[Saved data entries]

________________________

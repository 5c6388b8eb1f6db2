//! Definitions of the rule set type and its right-hand sides.

use std::collections::{btree_map, BTreeMap, BTreeSet};
use std::fmt;

use smallvec::SmallVec;

use crate::rule_builder::RuleBuilder;
use crate::rule_ref::RuleRef;
use cnf_symbol::Symbol;

/// A rule's right-hand side. Bodies in Chomsky normal form never spill to the heap.
pub type Rhs<S> = SmallVec<[S; 2]>;

/// Context-free grammar as a mapping from left-hand sides to sets of right-hand sides.
///
/// A left-hand side may map to an empty set, which declares a nonterminal without
/// productions.
#[cfg_attr(feature = "serde", derive(serde::Serialize, serde::Deserialize))]
#[cfg_attr(
    feature = "serde",
    serde(bound(
        serialize = "S: serde::Serialize",
        deserialize = "S: Ord + serde::Deserialize<'de>"
    ))
)]
#[derive(Clone, Debug, Eq, PartialEq)]
pub struct RuleSet<S = Symbol> {
    rules: BTreeMap<S, BTreeSet<Rhs<S>>>,
}

impl<S> Default for RuleSet<S> {
    fn default() -> Self {
        RuleSet {
            rules: BTreeMap::new(),
        }
    }
}

impl<S> RuleSet<S> {
    /// Creates an empty rule set.
    #[inline]
    pub fn new() -> Self {
        Self::default()
    }

    /// Returns the number of left-hand sides.
    pub fn len(&self) -> usize {
        self.rules.len()
    }

    /// Checks whether there are no left-hand sides.
    pub fn is_empty(&self) -> bool {
        self.rules.is_empty()
    }

    /// Returns the number of rules, counting each alternative separately.
    pub fn num_rules(&self) -> usize {
        self.rules.values().map(BTreeSet::len).sum()
    }

    /// Iterates over left-hand sides in order.
    pub fn lhs_symbols(&self) -> btree_map::Keys<'_, S, BTreeSet<Rhs<S>>> {
        self.rules.keys()
    }

    /// Iterates over left-hand sides together with their alternatives.
    pub fn iter(&self) -> btree_map::Iter<'_, S, BTreeSet<Rhs<S>>> {
        self.rules.iter()
    }

    /// Iterates over all rules, one per alternative.
    pub fn rules(&self) -> impl Iterator<Item = RuleRef<'_, S>> {
        self.rules.iter().flat_map(|(lhs, alternatives)| {
            alternatives
                .iter()
                .map(move |rhs| RuleRef { lhs, rhs: &rhs[..] })
        })
    }
}

impl<S> RuleSet<S>
where
    S: Ord + Clone,
{
    /// Starts building a new rule.
    pub fn rule(&mut self, lhs: impl Into<S>) -> RuleBuilder<'_, S> {
        RuleBuilder::new(self).rule(lhs)
    }

    /// Makes `lhs` a left-hand side, with no alternatives unless it already had some.
    pub fn declare(&mut self, lhs: S) -> &mut BTreeSet<Rhs<S>> {
        self.rules.entry(lhs).or_default()
    }

    /// Adds an alternative. Returns `false` if the rule was already present.
    pub fn add_rule<I>(&mut self, lhs: S, rhs: I) -> bool
    where
        I: IntoIterator<Item = S>,
    {
        self.declare(lhs).insert(rhs.into_iter().collect())
    }

    /// Checks whether `sym` is a left-hand side.
    pub fn contains_lhs(&self, sym: &S) -> bool {
        self.rules.contains_key(sym)
    }

    /// Checks whether the given rule is present.
    pub fn contains_rule(&self, lhs: &S, rhs: &[S]) -> bool {
        self.rules
            .get(lhs)
            .map_or(false, |alternatives| alternatives.contains(rhs))
    }

    /// Returns the alternatives of `lhs`.
    pub fn rhs_of(&self, lhs: &S) -> Option<&BTreeSet<Rhs<S>>> {
        self.rules.get(lhs)
    }

    /// Removes a left-hand side together with its alternatives.
    pub fn remove_lhs(&mut self, lhs: &S) -> Option<BTreeSet<Rhs<S>>> {
        self.rules.remove(lhs)
    }

    /// Retains only the rules for which the predicate holds. Left-hand sides stay
    /// declared even when they lose all alternatives.
    pub fn retain<F>(&mut self, mut f: F)
    where
        F: FnMut(&S, &[S]) -> bool,
    {
        for (lhs, alternatives) in self.rules.iter_mut() {
            alternatives.retain(|rhs| f(lhs, &rhs[..]));
        }
    }

    /// Returns every symbol that occurs on some right-hand side.
    pub fn body_symbols(&self) -> BTreeSet<&S> {
        self.rules
            .values()
            .flatten()
            .flat_map(|rhs| rhs.iter())
            .collect()
    }

    /// Returns every right-hand side symbol that is not a left-hand side.
    pub fn terminals(&self) -> BTreeSet<&S> {
        let mut terminals = self.body_symbols();
        terminals.retain(|sym| !self.contains_lhs(sym));
        terminals
    }

    /// Returns the rule set with every symbol mapped through `f`. Rules that become
    /// equal under the mapping are merged.
    pub fn map_symbols<T, F>(&self, mut f: F) -> RuleSet<T>
    where
        T: Ord + Clone,
        F: FnMut(&S) -> T,
    {
        let mut result = RuleSet::new();
        for (lhs, alternatives) in &self.rules {
            let new_alternatives = result.declare(f(lhs));
            for rhs in alternatives {
                new_alternatives.insert(rhs.iter().map(&mut f).collect());
            }
        }
        result
    }
}

impl<S> FromIterator<(S, Vec<S>)> for RuleSet<S>
where
    S: Ord + Clone,
{
    fn from_iter<I>(iter: I) -> Self
    where
        I: IntoIterator<Item = (S, Vec<S>)>,
    {
        let mut rules = RuleSet::new();
        for (lhs, rhs) in iter {
            rules.add_rule(lhs, rhs);
        }
        rules
    }
}

/// Prints one line per left-hand side, e.g. `S -> a S b | ε`.
impl<S: fmt::Display> fmt::Display for RuleSet<S> {
    fn fmt(&self, f: &mut fmt::Formatter) -> fmt::Result {
        for (lhs, alternatives) in &self.rules {
            write!(f, "{} ->", lhs)?;
            for (i, rhs) in alternatives.iter().enumerate() {
                if i != 0 {
                    f.write_str(" |")?;
                }
                if rhs.is_empty() {
                    f.write_str(" ε")?;
                }
                for sym in rhs {
                    write!(f, " {}", sym)?;
                }
            }
            writeln!(f)?;
        }
        Ok(())
    }
}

________________________

Repeat the data word for word.

repository 5c6388b8eb1f6db2
//! Definitions of the rule set type and its right-hand sides.

use std::collections::{btree_map, BTreeMap, BTreeSet};
use std::fmt;

use smallvec::SmallVec;

use crate::rule_builder::RuleBuilder;
use crate::rule_ref::RuleRef;
use cnf_symbol::Symbol;

/// A rule's right-hand side. Bodies in Chomsky normal form never spill to the heap.
pub type Rhs<S> = SmallVec<[S; 2]>;

/// Context-free grammar as a mapping from left-hand sides to sets of right-hand sides.
///
/// A left-hand side may map to an empty set, which declares a nonterminal without
/// productions.
#[cfg_attr(feature = "serde", derive(serde::Serialize, serde::Deserialize))]
#[cfg_attr(
    feature = "serde",
    serde(bound(
        serialize = "S: serde::Serialize",
        deserialize = "S: Ord + serde::Deserialize<'de>"
    ))
)]
#[derive(Clone, Debug, Eq, PartialEq)]
pub struct RuleSet<S = Symbol> {
    rules: BTreeMap<S, BTreeSet<Rhs<S>>>,
}

impl<S> Default for RuleSet<S> {
    fn default() -> Self {
        RuleSet {
            rules: BTreeMap::new(),
        }
    }
}

impl<S> RuleSet<S> {
    /// Creates an empty rule set.
    #[inline]
    pub fn new() -> Self {
        Self::default()
    }

    /// Returns the number of left-hand sides.
    pub fn len(&self) -> usize {
        self.rules.len()
    }

    /// Checks whether there are no left-hand sides.
    pub fn is_empty(&self) -> bool {
        self.rules.is_empty()
    }

    /// Returns the number of rules, counting each alternative separately.
    pub fn num_rules(&self) -> usize {
        self.rules.values().map(BTreeSet::len).sum()
    }

    /// Iterates over left-hand sides in order.
    pub fn lhs_symbols(&self) -> btree_map::Keys<'_, S, BTreeSet<Rhs<S>>> {
        self.rules.keys()
    }

    /// Iterates over left-hand sides together with their alternatives.
    pub fn iter(&self) -> btree_map::Iter<'_, S, BTreeSet<Rhs<S>>> {
        self.rules.iter()
    }

    /// Iterates over all rules, one per alternative.
    pub fn rules(&self) -> impl Iterator<Item = RuleRef<'_, S>> {
        self.rules.iter().flat_map(|(lhs, alternatives)| {
            alternatives
                .iter()
                .map(move |rhs| RuleRef { lhs, rhs: &rhs[..] })
        })
    }
}

impl<S> RuleSet<S>
where
    S: Ord + Clone,
{
    /// Starts building a new rule.
    pub fn rule(&mut self, lhs: impl Into<S>) -> RuleBuilder<'_, S> {
        RuleBuilder::new(self).rule(lhs)
    }

    /// Makes `lhs` a left-hand side, with no alternatives unless it already had some.
    pub fn declare(&mut self, lhs: S) -> &mut BTreeSet<Rhs<S>> {
        self.rules.entry(lhs).or_default()
    }

    /// Adds an alternative. Returns `false` if the rule was already present.
    pub fn add_rule<I>(&mut self, lhs: S, rhs: I) -> bool
    where
        I: IntoIterator<Item = S>,
    {
        self.declare(lhs).insert(rhs.into_iter().collect())
    }

    /// Checks whether `sym` is a left-hand side.
    pub fn contains_lhs(&self, sym: &S) -> bool {
        self.rules.contains_key(sym)
    }

    /// Checks whether the given rule is present.
    pub fn contains_rule(&self, lhs: &S, rhs: &[S]) -> bool {
        self.rules
            .get(lhs)
            .map_or(false, |alternatives| alternatives.contains(rhs))
    }

    /// Returns the alternatives of `lhs`.
    pub fn rhs_of(&self, lhs: &S) -> Option<&BTreeSet<Rhs<S>>> {
        self.rules.get(lhs)
    }

    /// Removes a left-hand side together with its alternatives.
    pub fn remove_lhs(&mut self, lhs: &S) -> Option<BTreeSet<Rhs<S>>> {
        self.rules.remove(lhs)
    }

    /// Retains only the rules for which the predicate holds. Left-hand sides stay
    /// declared even when they lose all alternatives.
    pub fn retain<F>(&mut self, mut f: F)
    where
        F: FnMut(&S, &[S]) -> bool,
    {
        for (lhs, alternatives) in self.rules.iter_mut() {
            alternatives.retain(|rhs| f(lhs, &rhs[..]));
        }
    }

    /// Returns every symbol that occurs on some right-hand side.
    pub fn body_symbols(&self) -> BTreeSet<&S> {
        self.rules
            .values()
            .flatten()
            .flat_map(|rhs| rhs.iter())
            .collect()
    }

    /// Returns every right-hand side symbol that is not a left-hand side.
    pub fn terminals(&self) -> BTreeSet<&S> {
        let mut terminals = self.body_symbols();
        terminals.retain(|sym| !self.contains_lhs(sym));
        terminals
    }

    /// Returns the rule set with every symbol mapped through `f`. Rules that become
    /// equal under the mapping are merged.
    pub fn map_symbols<T, F>(&self, mut f: F) -> RuleSet<T>
    where
        T: Ord + Clone,
        F: FnMut(&S) -> T,
    {
        let mut result = RuleSet::new();
        for (lhs, alternatives) in &self.rules {
            let new_alternatives = result.declare(f(lhs));
            for rhs in alternatives {
                new_alternatives.insert(rhs.iter().map(&mut f).collect());
            }
        }
        result
    }
}

impl<S> FromIterator<(S, Vec<S>)> for RuleSet<S>
where
    S: Ord + Clone,
{
    fn from_iter<I>(iter: I) -> Self
    where
        I: IntoIterator<Item = (S, Vec<S>)>,
    {
        let mut rules = RuleSet::new();
        for (lhs, rhs) in iter {
            rules.add_rule(lhs, rhs);
        }
        rules
    }
}

/// Prints one line per left-hand side, e.g. `S -> a S b | ε`.
impl<S: fmt::Display> fmt::Display for RuleSet<S> {
    fn fmt(&self, f: &mut fmt::Formatter) -> fmt::Result {
        for (lhs, alternatives) in &self.rules {
            write!(f, "{} ->", lhs)?;
            for (i, rhs) in alternatives.iter().enumerate() {
                if i != 0 {
                    f.write_str(" |")?;
                }
                if rhs.is_empty() {
                    f.write_str(" ε")?;
                }
                for sym in rhs {
                    write!(f, " {}", sym)?;
                }
            }
            writeln!(f)?;
        }
        Ok(())
    }
}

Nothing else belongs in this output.